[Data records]
↓

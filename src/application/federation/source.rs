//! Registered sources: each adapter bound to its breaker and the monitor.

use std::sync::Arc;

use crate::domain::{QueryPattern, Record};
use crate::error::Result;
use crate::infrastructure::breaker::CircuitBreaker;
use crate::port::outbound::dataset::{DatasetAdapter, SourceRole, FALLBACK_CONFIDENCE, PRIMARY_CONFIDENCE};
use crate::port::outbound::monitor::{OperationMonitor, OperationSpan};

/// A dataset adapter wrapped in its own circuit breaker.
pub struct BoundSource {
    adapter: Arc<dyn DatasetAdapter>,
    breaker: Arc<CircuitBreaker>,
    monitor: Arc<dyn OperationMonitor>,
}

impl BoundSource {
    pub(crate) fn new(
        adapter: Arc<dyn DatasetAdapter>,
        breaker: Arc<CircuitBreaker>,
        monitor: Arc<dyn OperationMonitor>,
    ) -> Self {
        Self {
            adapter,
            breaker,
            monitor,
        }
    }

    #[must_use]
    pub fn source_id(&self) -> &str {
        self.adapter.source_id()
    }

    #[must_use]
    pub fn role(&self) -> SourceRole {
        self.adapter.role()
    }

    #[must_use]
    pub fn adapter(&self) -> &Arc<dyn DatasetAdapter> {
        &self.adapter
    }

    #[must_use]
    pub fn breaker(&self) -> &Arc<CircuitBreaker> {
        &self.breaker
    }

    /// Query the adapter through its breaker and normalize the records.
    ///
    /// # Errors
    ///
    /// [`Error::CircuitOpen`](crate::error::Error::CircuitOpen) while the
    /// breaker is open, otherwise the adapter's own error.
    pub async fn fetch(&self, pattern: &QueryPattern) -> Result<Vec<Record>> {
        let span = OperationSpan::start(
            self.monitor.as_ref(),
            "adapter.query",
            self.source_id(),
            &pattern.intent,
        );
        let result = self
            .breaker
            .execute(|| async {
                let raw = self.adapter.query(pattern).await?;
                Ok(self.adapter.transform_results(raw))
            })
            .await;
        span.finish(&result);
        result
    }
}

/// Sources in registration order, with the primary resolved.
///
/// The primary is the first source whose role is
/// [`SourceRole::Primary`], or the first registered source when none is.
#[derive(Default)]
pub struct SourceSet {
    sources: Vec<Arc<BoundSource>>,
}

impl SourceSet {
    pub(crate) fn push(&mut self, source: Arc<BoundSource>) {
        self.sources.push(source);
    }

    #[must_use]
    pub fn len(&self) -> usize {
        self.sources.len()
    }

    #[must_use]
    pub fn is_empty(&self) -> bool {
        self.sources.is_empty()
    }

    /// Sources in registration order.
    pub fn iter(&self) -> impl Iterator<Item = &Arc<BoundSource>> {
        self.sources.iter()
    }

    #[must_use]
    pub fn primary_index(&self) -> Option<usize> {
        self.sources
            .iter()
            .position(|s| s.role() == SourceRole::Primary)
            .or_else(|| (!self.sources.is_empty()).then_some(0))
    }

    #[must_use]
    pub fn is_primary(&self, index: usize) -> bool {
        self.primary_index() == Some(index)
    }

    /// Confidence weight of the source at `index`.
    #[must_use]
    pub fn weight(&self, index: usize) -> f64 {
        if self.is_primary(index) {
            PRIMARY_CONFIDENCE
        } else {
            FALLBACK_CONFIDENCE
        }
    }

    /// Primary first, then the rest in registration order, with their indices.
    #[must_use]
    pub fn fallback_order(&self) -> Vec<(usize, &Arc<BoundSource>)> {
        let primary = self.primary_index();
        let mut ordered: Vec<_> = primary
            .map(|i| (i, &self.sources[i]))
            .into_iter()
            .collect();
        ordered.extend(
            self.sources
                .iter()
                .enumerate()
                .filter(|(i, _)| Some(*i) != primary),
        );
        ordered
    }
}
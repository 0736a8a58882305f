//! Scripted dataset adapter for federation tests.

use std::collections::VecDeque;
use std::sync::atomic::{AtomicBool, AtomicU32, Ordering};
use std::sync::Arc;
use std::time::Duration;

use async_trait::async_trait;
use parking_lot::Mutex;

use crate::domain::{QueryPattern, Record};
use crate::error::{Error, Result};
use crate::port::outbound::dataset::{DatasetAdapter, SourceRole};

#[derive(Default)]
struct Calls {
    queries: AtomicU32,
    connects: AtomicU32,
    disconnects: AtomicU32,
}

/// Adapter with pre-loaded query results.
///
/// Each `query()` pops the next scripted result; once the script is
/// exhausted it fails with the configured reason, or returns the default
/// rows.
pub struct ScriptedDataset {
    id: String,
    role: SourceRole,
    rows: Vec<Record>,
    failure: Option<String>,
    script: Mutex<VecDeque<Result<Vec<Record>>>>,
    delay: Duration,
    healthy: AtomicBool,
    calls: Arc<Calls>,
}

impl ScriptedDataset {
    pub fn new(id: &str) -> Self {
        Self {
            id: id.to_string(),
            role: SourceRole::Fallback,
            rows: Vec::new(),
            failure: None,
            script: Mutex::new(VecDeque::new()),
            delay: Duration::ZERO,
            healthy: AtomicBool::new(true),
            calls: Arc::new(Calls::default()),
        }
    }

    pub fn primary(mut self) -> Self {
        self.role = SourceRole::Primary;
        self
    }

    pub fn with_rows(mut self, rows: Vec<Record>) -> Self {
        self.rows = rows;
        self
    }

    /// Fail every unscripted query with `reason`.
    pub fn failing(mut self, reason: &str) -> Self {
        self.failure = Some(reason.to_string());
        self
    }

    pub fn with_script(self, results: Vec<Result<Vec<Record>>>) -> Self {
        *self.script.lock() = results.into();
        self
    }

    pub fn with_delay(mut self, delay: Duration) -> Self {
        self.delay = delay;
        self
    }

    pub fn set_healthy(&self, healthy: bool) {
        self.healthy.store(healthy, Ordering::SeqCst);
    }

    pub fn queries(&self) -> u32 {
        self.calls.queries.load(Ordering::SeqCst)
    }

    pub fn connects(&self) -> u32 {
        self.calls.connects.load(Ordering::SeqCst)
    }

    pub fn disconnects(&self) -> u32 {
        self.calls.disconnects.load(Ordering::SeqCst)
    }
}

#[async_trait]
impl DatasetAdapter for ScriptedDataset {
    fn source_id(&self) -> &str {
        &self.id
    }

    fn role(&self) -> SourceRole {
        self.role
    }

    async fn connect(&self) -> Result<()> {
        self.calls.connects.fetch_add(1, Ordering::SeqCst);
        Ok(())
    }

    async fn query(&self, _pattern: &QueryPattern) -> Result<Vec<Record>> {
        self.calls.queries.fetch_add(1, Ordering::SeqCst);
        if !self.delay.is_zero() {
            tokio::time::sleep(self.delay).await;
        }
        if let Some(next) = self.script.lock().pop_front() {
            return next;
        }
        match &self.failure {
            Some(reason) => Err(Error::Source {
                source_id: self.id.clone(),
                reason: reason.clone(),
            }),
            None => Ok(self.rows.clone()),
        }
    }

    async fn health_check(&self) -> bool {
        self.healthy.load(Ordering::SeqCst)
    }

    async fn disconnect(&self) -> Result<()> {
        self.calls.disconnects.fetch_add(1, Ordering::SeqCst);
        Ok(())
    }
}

↑

● **WHAT TO WORK ON**
Each of the entries above should be written out again exactly.

● **TASK SOLUTION**
filename src/application/federation/source.rs
//! Registered sources: each adapter bound to its breaker and the monitor.

use std::sync::Arc;

use crate::domain::{QueryPattern, Record};
use crate::error::Result;
use crate::infrastructure::breaker::CircuitBreaker;
use crate::port::outbound::dataset::{DatasetAdapter, SourceRole, FALLBACK_CONFIDENCE, PRIMARY_CONFIDENCE};
use crate::port::outbound::monitor::{OperationMonitor, OperationSpan};

/// A dataset adapter wrapped in its own circuit breaker.
pub struct BoundSource {
    adapter: Arc<dyn DatasetAdapter>,
    breaker: Arc<CircuitBreaker>,
    monitor: Arc<dyn OperationMonitor>,
}

impl BoundSource {
    pub(crate) fn new(
        adapter: Arc<dyn DatasetAdapter>,
        breaker: Arc<CircuitBreaker>,
        monitor: Arc<dyn OperationMonitor>,
    ) -> Self {
        Self {
            adapter,
            breaker,
            monitor,
        }
    }

    #[must_use]
    pub fn source_id(&self) -> &str {
        self.adapter.source_id()
    }

    #[must_use]
    pub fn role(&self) -> SourceRole {
        self.adapter.role()
    }

    #[must_use]
    pub fn adapter(&self) -> &Arc<dyn DatasetAdapter> {
        &self.adapter
    }

    #[must_use]
    pub fn breaker(&self) -> &Arc<CircuitBreaker> {
        &self.breaker
    }

    /// Query the adapter through its breaker and normalize the records.
    ///
    /// # Errors
    ///
    /// [`Error::CircuitOpen`](crate::error::Error::CircuitOpen) while the
    /// breaker is open, otherwise the adapter's own error.
    pub async fn fetch(&self, pattern: &QueryPattern) -> Result<Vec<Record>> {
        let span = OperationSpan::start(
            self.monitor.as_ref(),
            "adapter.query",
            self.source_id(),
            &pattern.intent,
        );
        let result = self
            .breaker
            .execute(|| async {
                let raw = self.adapter.query(pattern).await?;
                Ok(self.adapter.transform_results(raw))
            })
            .await;
        span.finish(&result);
        result
    }
}

/// Sources in registration order, with the primary resolved.
///
/// The primary is the first source whose role is
/// [`SourceRole::Primary`], or the first registered source when none is.
#[derive(Default)]
pub struct SourceSet {
    sources: Vec<Arc<BoundSource>>,
}

impl SourceSet {
    pub(crate) fn push(&mut self, source: Arc<BoundSource>) {
        self.sources.push(source);
    }

    #[must_use]
    pub fn len(&self) -> usize {
        self.sources.len()
    }

    #[must_use]
    pub fn is_empty(&self) -> bool {
        self.sources.is_empty()
    }

    /// Sources in registration order.
    pub fn iter(&self) -> impl Iterator<Item = &Arc<BoundSource>> {
        self.sources.iter()
    }

    #[must_use]
    pub fn primary_index(&self) -> Option<usize> {
        self.sources
            .iter()
            .position(|s| s.role() == SourceRole::Primary)
            .or_else(|| (!self.sources.is_empty()).then_some(0))
    }

    #[must_use]
    pub fn is_primary(&self, index: usize) -> bool {
        self.primary_index() == Some(index)
    }

    /// Confidence weight of the source at `index`.
    #[must_use]
    pub fn weight(&self, index: usize) -> f64 {
        if self.is_primary(index) {
            PRIMARY_CONFIDENCE
        } else {
            FALLBACK_CONFIDENCE
        }
    }

    /// Primary first, then the rest in registration order, with their indices.
    #[must_use]
    pub fn fallback_order(&self) -> Vec<(usize, &Arc<BoundSource>)> {
        let primary = self.primary_index();
        let mut ordered: Vec<_> = primary
            .map(|i| (i, &self.sources[i]))
            .into_iter()
            .collect();
        ordered.extend(
            self.sources
                .iter()
                .enumerate()
                .filter(|(i, _)| Some(*i) != primary),
        );
        ordered
    }
}
repository 0736a8a58882305f
//! Scripted dataset adapter for federation tests.

use std::collections::VecDeque;
use std::sync::atomic::{AtomicBool, AtomicU32, Ordering};
use std::sync::Arc;
use std::time::Duration;

use async_trait::async_trait;
use parking_lot::Mutex;

use crate::domain::{QueryPattern, Record};
use crate::error::{Error, Result};
use crate::port::outbound::dataset::{DatasetAdapter, SourceRole};

#[derive(Default)]
struct Calls {
    queries: AtomicU32,
    connects: AtomicU32,
    disconnects: AtomicU32,
}

/// Adapter with pre-loaded query results.
///
/// Each `query()` pops the next scripted result; once the script is
/// exhausted it fails with the configured reason, or returns the default
/// rows.
pub struct ScriptedDataset {
    id: String,
    role: SourceRole,
    rows: Vec<Record>,
    failure: Option<String>,
    script: Mutex<VecDeque<Result<Vec<Record>>>>,
    delay: Duration,
    healthy: AtomicBool,
    calls: Arc<Calls>,
}

impl ScriptedDataset {
    pub fn new(id: &str) -> Self {
        Self {
            id: id.to_string(),
            role: SourceRole::Fallback,
            rows: Vec::new(),
            failure: None,
            script: Mutex::new(VecDeque::new()),
            delay: Duration::ZERO,
            healthy: AtomicBool::new(true),
            calls: Arc::new(Calls::default()),
        }
    }

    pub fn primary(mut self) -> Self {
        self.role = SourceRole::Primary;
        self
    }

    pub fn with_rows(mut self, rows: Vec<Record>) -> Self {
        self.rows = rows;
        self
    }

    /// Fail every unscripted query with `reason`.
    pub fn failing(mut self, reason: &str) -> Self {
        self.failure = Some(reason.to_string());
        self
    }

    pub fn with_script(self, results: Vec<Result<Vec<Record>>>) -> Self {
        *self.script.lock() = results.into();
        self
    }

    pub fn with_delay(mut self, delay: Duration) -> Self {
        self.delay = delay;
        self
    }

    pub fn set_healthy(&self, healthy: bool) {
        self.healthy.store(healthy, Ordering::SeqCst);
    }

    pub fn queries(&self) -> u32 {
        self.calls.queries.load(Ordering::SeqCst)
    }

    pub fn connects(&self) -> u32 {
        self.calls.connects.load(Ordering::SeqCst)
    }

    pub fn disconnects(&self) -> u32 {
        self.calls.disconnects.load(Ordering::SeqCst)
    }
}

#[async_trait]
impl DatasetAdapter for ScriptedDataset {
    fn source_id(&self) -> &str {
        &self.id
    }

    fn role(&self) -> SourceRole {
        self.role
    }

    async fn connect(&self) -> Result<()> {
        self.calls.connects.fetch_add(1, Ordering::SeqCst);
        Ok(())
    }

    async fn query(&self, _pattern: &QueryPattern) -> Result<Vec<Record>> {
        self.calls.queries.fetch_add(1, Ordering::SeqCst);
        if !self.delay.is_zero() {
            tokio::time::sleep(self.delay).await;
        }
        if let Some(next) = self.script.lock().pop_front() {
            return next;
        }
        match &self.failure {
            Some(reason) => Err(Error::Source {
                source_id: self.id.clone(),
                reason: reason.clone(),
            }),
            None => Ok(self.rows.clone()),
        }
    }

    async fn health_check(&self) -> bool {
        self.healthy.load(Ordering::SeqCst)
    }

    async fn disconnect(&self) -> Result<()> {
        self.calls.disconnects.fetch_add(1, Ordering::SeqCst);
        Ok(())
    }
}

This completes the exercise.